Consider the following code.
myFunc = function(x) {
xSquare = x^2
return(xSquare/3)
}
myFunc(x = 2)
## [1] 1.333333
xSquare
## Error in eval(expr, envir, enclos): object 'xSquare' not found
We see that xSquare
is not defined, even though it should have been used in myFunc
. What happens in R, and in many other programming languages, is the following. When we call myFunc
, R creates a sub-environment (i.e. a storage space) and define xSquare
there. Then, when it returns xSquare/3
and escape myFunc
, it deletes the sub-environment. Therefore, xSquare
is not stored anymore.
The sub-environment is like a child of the original environment, and so we call the original one as the parent environment in the perspective of sub-environment.

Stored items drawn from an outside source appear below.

use std::sync::Arc;
use std::sync::atomic::{AtomicBool, Ordering};

/// Cooperative stop request shared between the signal handler and the sweep.
///
/// The sweep only looks at it between attempts, so a transport call in
/// flight always completes and is recorded.
#[derive(Debug, Clone, Default)]
pub struct CancelToken {
    stop: Arc<AtomicBool>,
}

impl CancelToken {
    pub fn new() -> Self {
        Self::default()
    }

    pub fn cancel(&self) {
        self.stop.store(true, Ordering::Relaxed);
    }

    pub fn is_cancelled(&self) -> bool {
        self.stop.load(Ordering::Relaxed)
    }
}

#[cfg(test)]
mod tests {
    use super::*;

    #[test]
    fn test_clones_share_state() {
        let token = CancelToken::new();
        let handle = token.clone();
        assert!(!token.is_cancelled());
        handle.cancel();
        assert!(token.is_cancelled());
    }
}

The very top environment is called the global environment.
We call the variables in the current environment as “local variables”.
Now consider the following code.
myFunc = function(x) {
xSquare = x^2
return(xSquare/3)
}
myFunc2 = function(x) {
xInverse = 1/x
resultMyFunc = myFunc(xInverse)
return(resultMyFunc)
}
myFunc3 = function(x) {
xCube = x^3
resultMyFunc2 = myFunc2(xCube)
return(resultMyFunc2)
}
myFunc3(x = 2)
## [1] 0.005208333
When we call myFunc3
in the last line, R creates a sub-environment for myFunc3
. Then, when myFunc3
calls myFunc2
within its code, R creates an environment for myFunc2
that is a sub-environment of myFunc3
. Similarly, when myFunc2
calls myFunc
, R creates another sub-environment.
When the function creates the sub-environment, it stores the arguments of the function in the environment. In the above example, every environment has x
variable, although they will all have different values.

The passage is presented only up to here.